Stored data
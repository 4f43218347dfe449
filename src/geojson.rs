//! Conversion between script values and JSON documents, and the check the
//! session applies before accepting a script result as a layer.

use indexmap::IndexMap;
use serde_json::{Map as JsonMap, Number, Value as Json};

use crate::{
    diagnostics::{Diagnostic, Result, ScriptError},
    value::{Value, ValueKind},
};

/// Deeper values are rejected; this also stops self-referencing maps.
const MAX_JSON_DEPTH: usize = 128;

const GEOJSON_TYPES: [&str; 9] = [
    "FeatureCollection",
    "Feature",
    "Point",
    "MultiPoint",
    "LineString",
    "MultiLineString",
    "Polygon",
    "MultiPolygon",
    "GeometryCollection",
];

pub fn to_json(value: &Value) -> Result<Json> {
    convert(value, 0)
}

fn convert(value: &Value, depth: usize) -> Result<Json> {
    if depth > MAX_JSON_DEPTH {
        return Err(unrepresentable(format!(
            "value nests deeper than {MAX_JSON_DEPTH} levels"
        )));
    }
    Ok(match &*value.0 {
        ValueKind::Unit => Json::Null,
        ValueKind::Bool(b) => Json::Bool(*b),
        ValueKind::Int(n) => Json::Number((*n).into()),
        ValueKind::Float(n) => Number::from_f64(*n).map(Json::Number).unwrap_or(Json::Null),
        ValueKind::String(s) => Json::String(s.clone()),
        ValueKind::Array(values) => {
            let items = values.borrow().clone();
            let mut out = Vec::with_capacity(items.len());
            for item in &items {
                out.push(convert(item, depth + 1)?);
            }
            Json::Array(out)
        }
        ValueKind::Map(map) => {
            let entries: Vec<(String, Value)> = map
                .borrow()
                .iter()
                .map(|(key, value)| (key.clone(), value.clone()))
                .collect();
            let mut out = JsonMap::new();
            for (key, item) in entries {
                out.insert(key, convert(&item, depth + 1)?);
            }
            Json::Object(out)
        }
        ValueKind::Module(_) | ValueKind::Function(_) | ValueKind::NativeFunction(_) => {
            return Err(unrepresentable(format!(
                "{} values cannot be converted to JSON",
                value.type_name()
            )));
        }
    })
}

fn unrepresentable(message: String) -> ScriptError {
    ScriptError::from(Diagnostic::runtime(message))
}

pub fn from_json(json: &Json) -> Value {
    match json {
        Json::Null => Value::unit(),
        Json::Bool(b) => Value::bool(*b),
        Json::Number(n) => match n.as_i64() {
            Some(int) => Value::int(int),
            None => Value::float(n.as_f64().unwrap_or(f64::NAN)),
        },
        Json::String(s) => Value::string(s.clone()),
        Json::Array(items) => Value::array(items.iter().map(from_json).collect()),
        Json::Object(entries) => {
            let map: IndexMap<String, Value> = entries
                .iter()
                .map(|(key, value)| (key.clone(), from_json(value)))
                .collect();
            Value::map(map)
        }
    }
}

/// Whether a map names a GeoJSON type, or an array holds only such maps.
pub fn is_displayable(value: &Value) -> bool {
    displayable_at(value, 0)
}

fn displayable_at(value: &Value, depth: usize) -> bool {
    if depth > MAX_JSON_DEPTH {
        return false;
    }
    match &*value.0 {
        ValueKind::Map(_) => value
            .get_field("type")
            .and_then(|kind| kind.as_str().map(|name| GEOJSON_TYPES.contains(&name)))
            .unwrap_or(false),
        ValueKind::Array(_) => value
            .array_snapshot()
            .map(|items| {
                !items.is_empty() && items.iter().all(|item| displayable_at(item, depth + 1))
            })
            .unwrap_or(false),
        _ => false,
    }
}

Work task:
I need each line above reproduced exactly.

Result of this exercise:
repository 4f43218347dfe449
filename src/geojson.rs
//! Conversion between script values and JSON documents, and the check the
//! session applies before accepting a script result as a layer.

use indexmap::IndexMap;
use serde_json::{Map as JsonMap, Number, Value as Json};

use crate::{
    diagnostics::{Diagnostic, Result, ScriptError},
    value::{Value, ValueKind},
};

/// Deeper values are rejected; this also stops self-referencing maps.
const MAX_JSON_DEPTH: usize = 128;

const GEOJSON_TYPES: [&str; 9] = [
    "FeatureCollection",
    "Feature",
    "Point",
    "MultiPoint",
    "LineString",
    "MultiLineString",
    "Polygon",
    "MultiPolygon",
    "GeometryCollection",
];

pub fn to_json(value: &Value) -> Result<Json> {
    convert(value, 0)
}

fn convert(value: &Value, depth: usize) -> Result<Json> {
    if depth > MAX_JSON_DEPTH {
        return Err(unrepresentable(format!(
            "value nests deeper than {MAX_JSON_DEPTH} levels"
        )));
    }
    Ok(match &*value.0 {
        ValueKind::Unit => Json::Null,
        ValueKind::Bool(b) => Json::Bool(*b),
        ValueKind::Int(n) => Json::Number((*n).into()),
        ValueKind::Float(n) => Number::from_f64(*n).map(Json::Number).unwrap_or(Json::Null),
        ValueKind::String(s) => Json::String(s.clone()),
        ValueKind::Array(values) => {
            let items = values.borrow().clone();
            let mut out = Vec::with_capacity(items.len());
            for item in &items {
                out.push(convert(item, depth + 1)?);
            }
            Json::Array(out)
        }
        ValueKind::Map(map) => {
            let entries: Vec<(String, Value)> = map
                .borrow()
                .iter()
                .map(|(key, value)| (key.clone(), value.clone()))
                .collect();
            let mut out = JsonMap::new();
            for (key, item) in entries {
                out.insert(key, convert(&item, depth + 1)?);
            }
            Json::Object(out)
        }
        ValueKind::Module(_) | ValueKind::Function(_) | ValueKind::NativeFunction(_) => {
            return Err(unrepresentable(format!(
                "{} values cannot be converted to JSON",
                value.type_name()
            )));
        }
    })
}

fn unrepresentable(message: String) -> ScriptError {
    ScriptError::from(Diagnostic::runtime(message))
}

pub fn from_json(json: &Json) -> Value {
    match json {
        Json::Null => Value::unit(),
        Json::Bool(b) => Value::bool(*b),
        Json::Number(n) => match n.as_i64() {
            Some(int) => Value::int(int),
            None => Value::float(n.as_f64().unwrap_or(f64::NAN)),
        },
        Json::String(s) => Value::string(s.clone()),
        Json::Array(items) => Value::array(items.iter().map(from_json).collect()),
        Json::Object(entries) => {
            let map: IndexMap<String, Value> = entries
                .iter()
                .map(|(key, value)| (key.clone(), from_json(value)))
                .collect();
            Value::map(map)
        }
    }
}

/// Whether a map names a GeoJSON type, or an array holds only such maps.
pub fn is_displayable(value: &Value) -> bool {
    displayable_at(value, 0)
}

fn displayable_at(value: &Value, depth: usize) -> bool {
    if depth > MAX_JSON_DEPTH {
        return false;
    }
    match &*value.0 {
        ValueKind::Map(_) => value
            .get_field("type")
            .and_then(|kind| kind.as_str().map(|name| GEOJSON_TYPES.contains(&name)))
            .unwrap_or(false),
        ValueKind::Array(_) => value
            .array_snapshot()
            .map(|items| {
                !items.is_empty() && items.iter().all(|item| displayable_at(item, depth + 1))
            })
            .unwrap_or(false),
        _ => false,
    }
}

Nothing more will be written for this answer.